The first part represents a cross-entropy loss, and the second part is the Dice loss with a regulator \(\alpha\) (trade-off hyper-parameter) balancing those two. The hybrid loss function is designed to meet the class imbalance in medical image segmentation.

Feature Adaptation for Domain Invariance

To make the extracted features domain-invariant, they choose to enhance the domain-invariance of feature distributions by using adversarial learning via two compact lower-dimensional spaces.

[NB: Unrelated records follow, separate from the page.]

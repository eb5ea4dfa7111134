//! Placeholder scanning.
//!
//! A single left-to-right pass over the query text finds positional (`?`)
//! and named (`:name`) placeholders and records their byte offsets.

use std::fmt;

/// How a placeholder is written in the query text.
#[derive(Debug, Clone, Copy, PartialEq, Eq)]
pub enum PlaceholderStyle {
    /// `?`
    Positional,
    /// `:name`
    Named,
}

/// Explicit cast wrapped around a placeholder.
#[derive(Debug, Clone, Copy, PartialEq, Eq, Default)]
pub enum CastType {
    #[default]
    None,
    Uuid,
    Datetime,
}

impl CastType {
    /// SQL type name used in `CAST(... AS <type>)`.
    pub fn sql_type(&self) -> Option<&'static str> {
        match self {
            CastType::None => None,
            CastType::Uuid => Some("UUID"),
            CastType::Datetime => Some("DATETIME"),
        }
    }
}

impl fmt::Display for CastType {
    fn fmt(&self, f: &mut fmt::Formatter<'_>) -> fmt::Result {
        f.write_str(self.sql_type().unwrap_or("NONE"))
    }
}

/// Quote handling while scanning.
#[derive(Debug, Clone, Copy, PartialEq, Eq, Default)]
pub enum ScanMode {
    /// Skip text inside `'...'` literals and `"..."` identifiers.
    #[default]
    QuoteAware,
    /// Treat every `?` and `:` as a placeholder, even inside quotes.
    Literal,
}

impl ScanMode {
    /// Parse a mode name as used in connection strings.
    pub fn parse(value: &str) -> Option<Self> {
        match value.to_lowercase().as_str() {
            "quote_aware" | "quoted" | "default" => Some(ScanMode::QuoteAware),
            "literal" | "legacy" => Some(ScanMode::Literal),
            _ => None,
        }
    }
}

/// One placeholder occurrence in a query.
#[derive(Debug, Clone, PartialEq, Eq)]
pub struct Placeholder {
    /// Byte offset of the token in the current query text
    pub position: usize,
    pub style: PlaceholderStyle,
    /// Name without the leading colon, empty for positional placeholders
    pub name: String,
    pub cast: CastType,
}

impl Placeholder {
    pub fn positional(position: usize) -> Self {
        Self {
            position,
            style: PlaceholderStyle::Positional,
            name: String::new(),
            cast: CastType::None,
        }
    }

    pub fn named(position: usize, name: impl Into<String>) -> Self {
        Self {
            position,
            style: PlaceholderStyle::Named,
            name: name.into(),
            cast: CastType::None,
        }
    }

    /// Whether the binder decided this placeholder needs an explicit cast.
    pub fn cast_required(&self) -> bool {
        self.cast != CastType::None
    }

    /// Token text as it appears in the query.
    pub fn token(&self) -> String {
        match self.style {
            PlaceholderStyle::Positional => "?".to_string(),
            PlaceholderStyle::Named => format!(":{}", self.name),
        }
    }

    /// Length of the token in bytes.
    pub fn token_len(&self) -> usize {
        match self.style {
            PlaceholderStyle::Positional => 1,
            PlaceholderStyle::Named => 1 + self.name.len(),
        }
    }
}

/// Find all placeholders in `query`, in order of appearance.
///
/// A `:` starts a named placeholder whose name is the run of alphanumeric
/// characters that follows. The character ending the run is then scanned
/// normally, so `::` yields two named placeholders with empty names.
///
/// Alphanumeric is Unicode's: besides letters and decimal digits it takes
/// letter-like and other numerals (`Ⅻ`, `²`), which continue a name.
pub fn scan(query: &str, mode: ScanMode) -> Vec<Placeholder> {
    let mut placeholders: Vec<Placeholder> = Vec::new();
    let mut naming = false;
    let mut name = String::new();
    let mut quote: Option<char> = None;

    for (offset, ch) in query.char_indices() {
        if naming {
            if ch.is_alphanumeric() {
                name.push(ch);
                continue;
            }
            if let Some(last) = placeholders.last_mut() {
                last.name = std::mem::take(&mut name);
            }
            naming = false;
        }

        if let Some(open) = quote {
            // A doubled quote closes and immediately reopens.
            if ch == open {
                quote = None;
            }
            continue;
        }

        match ch {
            '?' => placeholders.push(Placeholder::positional(offset)),
            ':' => {
                naming = true;
                placeholders.push(Placeholder::named(offset, ""));
            }
            '\'' | '"' if mode == ScanMode::QuoteAware => quote = Some(ch),
            _ => {}
        }
    }

    if naming {
        if let Some(last) = placeholders.last_mut() {
            last.name = name;
        }
    }

    placeholders
}
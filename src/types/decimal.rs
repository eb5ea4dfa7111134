//! Fixed-point decimal matching the engine's decimal extension.

use crate::error::ConversionError;
use crate::types::cell::{CellValue, FromCell};
use std::fmt;
use std::str::FromStr;

/// Msgpack extension id of the decimal type.
pub const DECIMAL_EXT_TYPE: i8 = 1;

/// Maximum number of significant digits the engine stores.
pub const MAX_PRECISION: u32 = 38;

const SIGN_POSITIVE: u8 = 0x0c;
const SIGN_NEGATIVE: u8 = 0x0d;

/// Decimal number stored as `mantissa * 10^-scale`.
///
/// Equality is structural: `1.0` and `1.00` differ in scale and compare unequal.
#[derive(Debug, Clone, Copy, PartialEq, Eq, Hash, Default)]
pub struct Decimal {
    mantissa: i128,
    scale: u32,
}

fn invalid_ext(message: impl Into<String>) -> ConversionError {
    ConversionError::InvalidExtension {
        type_id: DECIMAL_EXT_TYPE,
        message: message.into(),
    }
}

fn digit_count(value: u128) -> u32 {
    if value == 0 {
        1
    } else {
        value.ilog10() + 1
    }
}

impl Decimal {
    /// Create a decimal from a mantissa and scale.
    pub fn new(mantissa: i128, scale: u32) -> Result<Self, ConversionError> {
        if scale > MAX_PRECISION {
            return Err(ConversionError::InvalidFormat(format!(
                "decimal scale {} exceeds {}",
                scale, MAX_PRECISION
            )));
        }
        if digit_count(mantissa.unsigned_abs()) > MAX_PRECISION {
            return Err(ConversionError::InvalidFormat(format!(
                "decimal {} exceeds {} digits",
                mantissa, MAX_PRECISION
            )));
        }
        Ok(Self { mantissa, scale })
    }

    /// Unscaled integer value.
    pub fn mantissa(&self) -> i128 {
        self.mantissa
    }

    /// Number of digits after the decimal point.
    pub fn scale(&self) -> u32 {
        self.scale
    }

    pub fn is_negative(&self) -> bool {
        self.mantissa < 0
    }

    /// Lossy conversion to a float.
    pub fn to_f64(&self) -> f64 {
        self.mantissa as f64 / 10f64.powi(self.scale as i32)
    }

    /// Encode the extension payload: msgpack scale then packed BCD with a sign nibble.
    pub fn to_ext_bytes(&self) -> Result<Vec<u8>, ConversionError> {
        let mut buf = Vec::with_capacity(21);
        rmp::encode::write_sint(&mut buf, i64::from(self.scale))
            .map_err(|e| invalid_ext(e.to_string()))?;

        let digits = self.mantissa.unsigned_abs().to_string();
        let mut nibbles: Vec<u8> = Vec::with_capacity(digits.len() + 2);
        if digits.len() % 2 == 0 {
            nibbles.push(0);
        }
        nibbles.extend(digits.bytes().map(|b| b - b'0'));
        nibbles.push(if self.mantissa < 0 {
            SIGN_NEGATIVE
        } else {
            SIGN_POSITIVE
        });

        buf.extend(nibbles.chunks(2).map(|pair| (pair[0] << 4) | pair[1]));
        Ok(buf)
    }

    /// Decode an extension payload.
    pub fn from_ext_bytes(data: &[u8]) -> Result<Self, ConversionError> {
        let mut cursor = data;
        let scale: i64 = rmp::decode::read_int(&mut cursor)
            .map_err(|e| invalid_ext(format!("bad scale: {}", e)))?;
        if cursor.is_empty() {
            return Err(invalid_ext("missing digits"));
        }

        let last = cursor.len() - 1;
        let mut mantissa: i128 = 0;
        let mut negative = false;
        for (i, byte) in cursor.iter().enumerate() {
            let high = byte >> 4;
            let low = byte & 0x0f;
            let pair = [high, low];
            let count = if i == last {
                negative = match low {
                    0x0b | 0x0d => true,
                    0x0a | 0x0c | 0x0e | 0x0f => false,
                    other => return Err(invalid_ext(format!("bad sign nibble {:#x}", other))),
                };
                1
            } else {
                2
            };
            for digit in &pair[..count] {
                if *digit > 9 {
                    return Err(invalid_ext(format!("bad digit nibble {:#x}", digit)));
                }
                mantissa = mantissa
                    .checked_mul(10)
                    .and_then(|m| m.checked_add(i128::from(*digit)))
                    .ok_or_else(|| invalid_ext("too many digits"))?;
            }
        }
        if negative {
            mantissa = -mantissa;
        }

        // A negative scale means trailing zeros were dropped.
        if scale < 0 {
            let exponent = u32::try_from(-scale).map_err(|_| invalid_ext("scale out of range"))?;
            let factor = 10i128
                .checked_pow(exponent)
                .ok_or_else(|| invalid_ext("scale out of range"))?;
            mantissa = mantissa
                .checked_mul(factor)
                .ok_or_else(|| invalid_ext("scale out of range"))?;
            return Self::new(mantissa, 0).map_err(|e| invalid_ext(e.to_string()));
        }

        let scale = u32::try_from(scale).map_err(|_| invalid_ext("scale out of range"))?;
        Self::new(mantissa, scale).map_err(|e| invalid_ext(e.to_string()))
    }
}

impl fmt::Display for Decimal {
    fn fmt(&self, f: &mut fmt::Formatter<'_>) -> fmt::Result {
        let digits = self.mantissa.unsigned_abs().to_string();
        let sign = if self.mantissa < 0 { "-" } else { "" };
        let scale = self.scale as usize;
        if scale == 0 {
            return write!(f, "{}{}", sign, digits);
        }
        if digits.len() > scale {
            let (int_part, frac_part) = digits.split_at(digits.len() - scale);
            write!(f, "{}{}.{}", sign, int_part, frac_part)
        } else {
            write!(f, "{}0.{}{}", sign, "0".repeat(scale - digits.len()), digits)
        }
    }
}

impl FromStr for Decimal {
    type Err = ConversionError;

    fn from_str(s: &str) -> Result<Self, Self::Err> {
        let invalid = || ConversionError::InvalidFormat(format!("invalid decimal '{}'", s));
        let trimmed = s.trim();
        let (negative, unsigned) = match trimmed.strip_prefix('-') {
            Some(rest) => (true, rest),
            None => (false, trimmed.strip_prefix('+').unwrap_or(trimmed)),
        };

        let (int_part, frac_part) = match unsigned.split_once('.') {
            Some((i, f)) => (i, f),
            None => (unsigned, ""),
        };
        if int_part.is_empty() && frac_part.is_empty() {
            return Err(invalid());
        }
        if !int_part
            .bytes()
            .chain(frac_part.bytes())
            .all(|b| b.is_ascii_digit())
        {
            return Err(invalid());
        }

        let mut mantissa: i128 = 0;
        for b in int_part.bytes().chain(frac_part.bytes()) {
            mantissa = mantissa
                .checked_mul(10)
                .and_then(|m| m.checked_add(i128::from(b - b'0')))
                .ok_or_else(invalid)?;
        }
        if negative {
            mantissa = -mantissa;
        }

        let scale = u32::try_from(frac_part.len()).map_err(|_| invalid())?;
        Decimal::new(mantissa, scale)
    }
}

impl FromCell for Decimal {
    fn from_cell(cell: &CellValue) -> Result<Self, ConversionError> {
        match cell {
            CellValue::Decimal(d) => Ok(*d),
            CellValue::Int(i) => Decimal::new(i128::from(*i), 0),
            CellValue::UInt(u) => Decimal::new(i128::from(*u), 0),
            CellValue::String(s) => s.parse(),
            other => Err(ConversionError::TypeMismatch {
                expected: "Decimal",
                found: other.kind_name().to_string(),
            }),
        }
    }
}
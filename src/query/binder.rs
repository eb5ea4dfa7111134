//! Argument binding.
//!
//! Reconciles scanned placeholders with caller arguments and decides which
//! placeholders need an explicit cast.

use crate::error::BindingError;
use crate::query::placeholder::{CastType, Placeholder, PlaceholderStyle};
use crate::types::{NamedValue, Value, ValueKind};

/// Cast a value needs so the engine reads it with the right type.
pub fn cast_for(value: &Value) -> CastType {
    match value.semantic_kind() {
        Some(ValueKind::Uuid) => CastType::Uuid,
        Some(ValueKind::Datetime | ValueKind::Time) => CastType::Datetime,
        _ => CastType::None,
    }
}

/// Match every placeholder to exactly one argument and record its cast.
///
/// Arguments are considered in ordinal order. A named placeholder takes the
/// first remaining argument with the same name, a positional one the first
/// remaining unnamed argument. Placeholders are left untouched on error.
///
/// # Errors
///
/// Returns `CountMismatch` when the counts differ, `NoNamedParameter` or
/// `NotEnoughUnnamed` when a placeholder finds no argument.
pub fn bind(placeholders: &mut [Placeholder], args: &[NamedValue]) -> Result<(), BindingError> {
    if placeholders.len() != args.len() {
        return Err(BindingError::CountMismatch {
            want: placeholders.len(),
            have: args.len(),
        });
    }

    let mut remaining: Vec<&NamedValue> = args.iter().collect();
    remaining.sort_by_key(|arg| arg.ordinal);

    let mut casts = Vec::with_capacity(placeholders.len());
    for placeholder in placeholders.iter() {
        let index = match placeholder.style {
            PlaceholderStyle::Named => remaining
                .iter()
                .position(|arg| arg.name().unwrap_or("") == placeholder.name)
                .ok_or_else(|| BindingError::NoNamedParameter {
                    name: placeholder.name.clone(),
                })?,
            PlaceholderStyle::Positional => remaining
                .iter()
                .position(|arg| arg.name().is_none())
                .ok_or(BindingError::NotEnoughUnnamed)?,
        };
        let arg = remaining.remove(index);
        casts.push(cast_for(&arg.value));
    }

    for (placeholder, cast) in placeholders.iter_mut().zip(casts) {
        placeholder.cast = cast;
    }
    Ok(())
}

For the prediction of segmentation mask, the discriminator \(D_p\) classify the outputs corresponding to \(x^{s\rightarrow t}\) or \(x^t\). The semantic prediction space represents the information of human-body anatomical structures, which should be consistent across different imaging modalities. The adversarial loss from semantic-level supervision for the feature adaptation is:

\[\mathcal{L}_{adv}^p(E, C, D_p)= \mathcal{E}_{x^{s\rightarrow t} \sim X^{s\rightarrow t}}[\log D_p(C(E(x^{s\rightarrow t})))] + \mathcal{E}_{x^t \sim X^t}[\log (1-D_p(C(E(x^t)))]\]

They add an auxiliary task to the source discriminator \(D_s\) to differentiate whether the generated images are transformed from real target images or a reconstructed one. To make the features domain-invariant, this adversarial loss is employed to supervise the feature extraction process:

\[\mathcal{L}_{adv}^{\tilde{s}}(E, D_s)= \mathcal{E}_{x^{s\rightarrow t} \sim X^{s\rightarrow t}}[\log D_s(U(E(x^{s\rightarrow t})))] + \mathcal{E}_{x^t \sim X^t}[\log (1-D_s(U(E(x^t)))]\]

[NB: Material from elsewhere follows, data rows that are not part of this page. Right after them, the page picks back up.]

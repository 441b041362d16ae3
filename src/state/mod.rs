//! Per-chat trend state and the process-wide registry.

mod chat;
mod observer;
mod registry;

pub use chat::ChatTrendState;
pub use observer::TrendObserver;
pub use registry::TrendRegistry;

/// Opaque 64-bit chat identifier.
pub type ChatId = i64;
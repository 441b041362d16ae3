//! Observer seam between the scheduler and the outbound layer.

use crate::rank::TagCount;
use crate::state::ChatId;
use async_trait::async_trait;

/// Receives each chat's leaderboard just before an automatic reset.
///
/// Invoked as a detached task: the reset does not wait for it, and a failed
/// or hung observer cannot disturb the reset cadence.
#[async_trait]
pub trait TrendObserver: Send + Sync {
    /// Called with the ranked top entries immediately before the counters
    /// are cleared. `trending` may be empty; the receiver decides whether an
    /// empty board is worth forwarding.
    async fn on_before_reset(&self, chat_id: ChatId, trending: Vec<TagCount>);
}
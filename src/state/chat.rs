//! Per-chat trend state.

use crate::rank::{self, TagCount};
use crate::scheduler::ResetScheduler;
use crate::state::{ChatId, TrendObserver};
use parking_lot::Mutex;
use std::collections::HashMap;
use std::mem;
use std::sync::Arc;
use std::time::Duration;
use tracing::{debug, warn};

/// Hashtag counters for one chat, plus its auto-reset schedule.
///
/// The counter map is guarded by a mutex because it is hit from two
/// concurrent actors: the message-recording path and the scheduler's
/// snapshot/clear step. A reader sees either a full pre-reset snapshot or
/// the current accumulating state, never a half-cleared map.
pub struct ChatTrendState {
    chat_id: ChatId,
    /// Normalized tag -> times used. `HashMap` does not allocate until the
    /// first insert, so an idle chat carries no counter storage.
    counts: Mutex<HashMap<String, u64>>,
    /// At most one running reset task.
    scheduler: Mutex<Option<ResetScheduler>>,
    /// Distinct-tag cap; new tags past it are dropped.
    max_tags: usize,
}

impl ChatTrendState {
    pub(crate) fn new(chat_id: ChatId, max_tags: usize) -> Self {
        Self {
            chat_id,
            counts: Mutex::new(HashMap::new()),
            scheduler: Mutex::new(None),
            max_tags,
        }
    }

    /// The chat this state belongs to.
    pub fn chat_id(&self) -> ChatId {
        self.chat_id
    }

    /// Record one message's worth of tags. Repeats within the same call
    /// increment the counter multiple times; an empty slice is a no-op.
    pub fn record(&self, tags: &[String]) {
        if tags.is_empty() {
            return;
        }
        let mut counts = self.counts.lock();
        for tag in tags {
            if let Some(count) = counts.get_mut(tag) {
                *count += 1;
            } else if counts.len() < self.max_tags {
                counts.insert(tag.clone(), 1);
            } else {
                warn!(
                    chat_id = self.chat_id,
                    tag = %tag,
                    "tag vocabulary cap reached, dropping new tag"
                );
            }
        }
    }

    /// The current top `k` tags by count. Does not mutate state.
    pub fn rank(&self, k: usize) -> Vec<TagCount> {
        let counts = self.counts.lock();
        rank::rank(&counts, k)
    }

    /// Clear the counters without touching the schedule.
    pub(crate) fn clear(&self) {
        self.counts.lock().clear();
    }

    /// Rank the top `k` and clear the live counters in one step. The map is
    /// swapped out under the lock, so a concurrent `record` lands either
    /// fully before the snapshot or fully after the clear.
    pub(crate) fn snapshot_and_clear(&self, k: usize) -> Vec<TagCount> {
        let snapshot = mem::take(&mut *self.counts.lock());
        rank::rank(&snapshot, k)
    }

    /// Start auto-reset at `interval`, or change the period of the already
    /// running task in place. A zero interval stops any running task and
    /// starts none; explicit [`TrendRegistry::reset`] is the only reset then.
    ///
    /// [`TrendRegistry::reset`]: crate::state::TrendRegistry::reset
    pub fn activate_auto_reset(
        self: &Arc<Self>,
        interval: Duration,
        observer: Arc<dyn TrendObserver>,
        report_size: usize,
    ) {
        let mut slot = self.scheduler.lock();
        if interval.is_zero() {
            if let Some(scheduler) = slot.take() {
                scheduler.request_stop();
            }
            debug!(chat_id = self.chat_id, "auto-reset disabled");
            return;
        }
        if let Some(scheduler) = slot.as_ref() {
            if scheduler.reschedule(interval) {
                debug!(
                    chat_id = self.chat_id,
                    interval_secs = interval.as_secs(),
                    "auto-reset rearmed"
                );
                return;
            }
            // The task is gone; fall through and replace it.
        }
        *slot = Some(ResetScheduler::spawn(self, interval, observer, report_size));
        debug!(
            chat_id = self.chat_id,
            interval_secs = interval.as_secs(),
            "auto-reset armed"
        );
    }

    /// Stop the auto-reset task and clear the counters immediately.
    ///
    /// The stop is honored at the task's next wakeup; a reset already past
    /// its stop check completes its snapshot and clear, and nothing fires
    /// after that. Idempotent: a second call leaves the same end state.
    pub fn deactivate_auto_reset(&self) {
        if let Some(scheduler) = self.scheduler.lock().take() {
            scheduler.request_stop();
            debug!(chat_id = self.chat_id, "auto-reset deactivated");
        }
        self.clear();
    }
}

Synergistic Learning Diagram

Importantly, a key characteristic in this proposed synergistic learning diagram is to share the feature encoder \(E\) between both image and feature adaptations. The overall objective for the framework is as follows:

\[\mathcal{L} = \mathcal{L}^{t}_{adv}(G_t, D_t) + \lambda^{s}_{adv} \mathcal{L}_{adv}^{s}(E, U, D_s) + \lambda_{cyc} \mathcal{L}_{cyc}(G_t, E, U) + \lambda_{seg} \mathcal{L}_{seg}(E, C) + \lambda^{p}_{adv} \mathcal{L}_{adv}^{p}(E, C, D_p) + \lambda^{\tilde{s}}_{adv} \mathcal{L}^{\tilde{s}}_{adv}(E, D_s)\]

Where the lambdas are trade-off parameters.